Extracted information Start Marker

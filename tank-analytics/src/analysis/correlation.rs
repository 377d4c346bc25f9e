use tank_domain::domain::{CorrelationSummary, Reading, ScatterPoint};

#[derive(Debug, Clone, PartialEq)]
pub struct CorrelationFit {
    pub summary: CorrelationSummary,
    pub scatter: Vec<ScatterPoint>,
}

/// Fits `absolute = slope * percent + intercept` over readings carrying both
/// levels. Fewer than two pairs leaves the model unavailable (`None`).
pub fn fit_levels(asset_id: &str, readings: &[Reading]) -> Option<CorrelationFit> {
    let pairs: Vec<(f64, f64)> = readings.iter().filter_map(Reading::level_pair).collect();
    if pairs.len() < 2 {
        return None;
    }

    let n = pairs.len() as f64;
    let mean_x = pairs.iter().map(|(x, _)| x).sum::<f64>() / n;
    let mean_y = pairs.iter().map(|(_, y)| y).sum::<f64>() / n;

    let (mut sxx, mut syy, mut sxy) = (0.0, 0.0, 0.0);
    for (x, y) in &pairs {
        let (dx, dy) = (x - mean_x, y - mean_y);
        sxx += dx * dx;
        syy += dy * dy;
        sxy += dx * dy;
    }

    let pearson_r = (sxx > 0.0 && syy > 0.0).then(|| sxy / (sxx * syy).sqrt());
    let slope = (sxx > 0.0).then(|| sxy / sxx);
    let intercept = slope.map(|m| mean_y - m * mean_x);

    let r2 = match (slope, intercept) {
        (Some(m), Some(b)) if syy > 0.0 => {
            let ss_res: f64 = pairs
                .iter()
                .map(|(x, y)| {
                    let residual = y - (m * x + b);
                    residual * residual
                })
                .sum();
            Some(1.0 - ss_res / syy)
        }
        _ => None,
    };

    let scatter = pairs
        .iter()
        .map(|(x, y)| ScatterPoint {
            asset_id: asset_id.to_string(),
            level_percent: *x,
            level_absolute: *y,
        })
        .collect();

    Some(CorrelationFit {
        summary: CorrelationSummary {
            asset_id: asset_id.to_string(),
            pearson_r,
            slope,
            intercept,
            r2,
        },
        scatter,
    })
}
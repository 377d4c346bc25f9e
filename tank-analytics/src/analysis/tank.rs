//! Behavioural view of one tank: level statistics, recharge events and the
//! percent/absolute correlation.

use tank_domain::domain::{
    HistogramBin, PercentileValue, Reading, RechargeEvent, Signal, SignalStats, TankSummary,
};

use super::{
    correlation::{fit_levels, CorrelationFit},
    recharge::detect_recharge_events,
    stats::{describe, histogram, percentiles},
    AnalysisSettings,
};

#[derive(Debug, Clone, PartialEq)]
pub struct TankAssetReport {
    pub summary: TankSummary,
    pub stats: Vec<SignalStats>,
    pub percentiles: Vec<PercentileValue>,
    pub histograms: Vec<HistogramBin>,
    pub recharge_events: Vec<RechargeEvent>,
    pub amplitude_histogram: Vec<HistogramBin>,
    pub correlation: Option<CorrelationFit>,
}

impl TankAssetReport {
    pub fn has_percent_level(&self) -> bool {
        self.stats
            .iter()
            .any(|s| s.signal == Signal::LevelPercent && s.valid_count > 0)
    }
}

/// Expects readings already restricted to the window and sorted by time.
pub fn analyze_tank(
    asset_id: &str,
    readings: &[Reading],
    settings: &AnalysisSettings,
) -> Option<TankAssetReport> {
    let date_min = readings.first()?.timestamp;
    let date_max = readings.last()?.timestamp;

    let mut stats = Vec::with_capacity(Signal::LEVELS.len());
    let mut percentile_rows = Vec::new();
    let mut histograms = Vec::new();
    for signal in Signal::LEVELS {
        let samples: Vec<Option<f64>> = readings.iter().map(|r| r.level(signal)).collect();
        let valid: Vec<f64> = samples.iter().flatten().copied().collect();

        stats.push(describe(asset_id, signal, &samples));
        percentile_rows.extend(percentiles(asset_id, signal, &valid, &settings.percentiles));
        histograms.extend(histogram(asset_id, signal, &valid, settings.level_histogram_bins));
    }

    let recharge_events = detect_recharge_events(asset_id, readings, &settings.recharge);
    let amplitudes: Vec<f64> = recharge_events.iter().map(|e| e.amplitude).collect();
    let amplitude_histogram = histogram(
        asset_id,
        Signal::RechargeAmplitude,
        &amplitudes,
        settings.amplitude_histogram_bins,
    );

    let correlation = fit_levels(asset_id, readings);
    if correlation.is_none() {
        tracing::debug!(asset_id = %asset_id, "fewer than two paired levels, correlation unavailable");
    }

    Some(TankAssetReport {
        summary: TankSummary {
            asset_id: asset_id.to_string(),
            date_min,
            date_max,
            readings: readings.len(),
            recharge_events: recharge_events.len(),
        },
        stats,
        percentiles: percentile_rows,
        histograms,
        recharge_events,
        amplitude_histogram,
        correlation,
    })
}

Extracted information End Marker

(Exercise details) Wherever the string "samples" occurs in the records above, copy that line.

(Your response)
        let samples: Vec<Option<f64>> = readings.iter().map(|r| r.level(signal)).collect();
        let valid: Vec<f64> = samples.iter().flatten().copied().collect();
        stats.push(describe(asset_id, signal, &samples));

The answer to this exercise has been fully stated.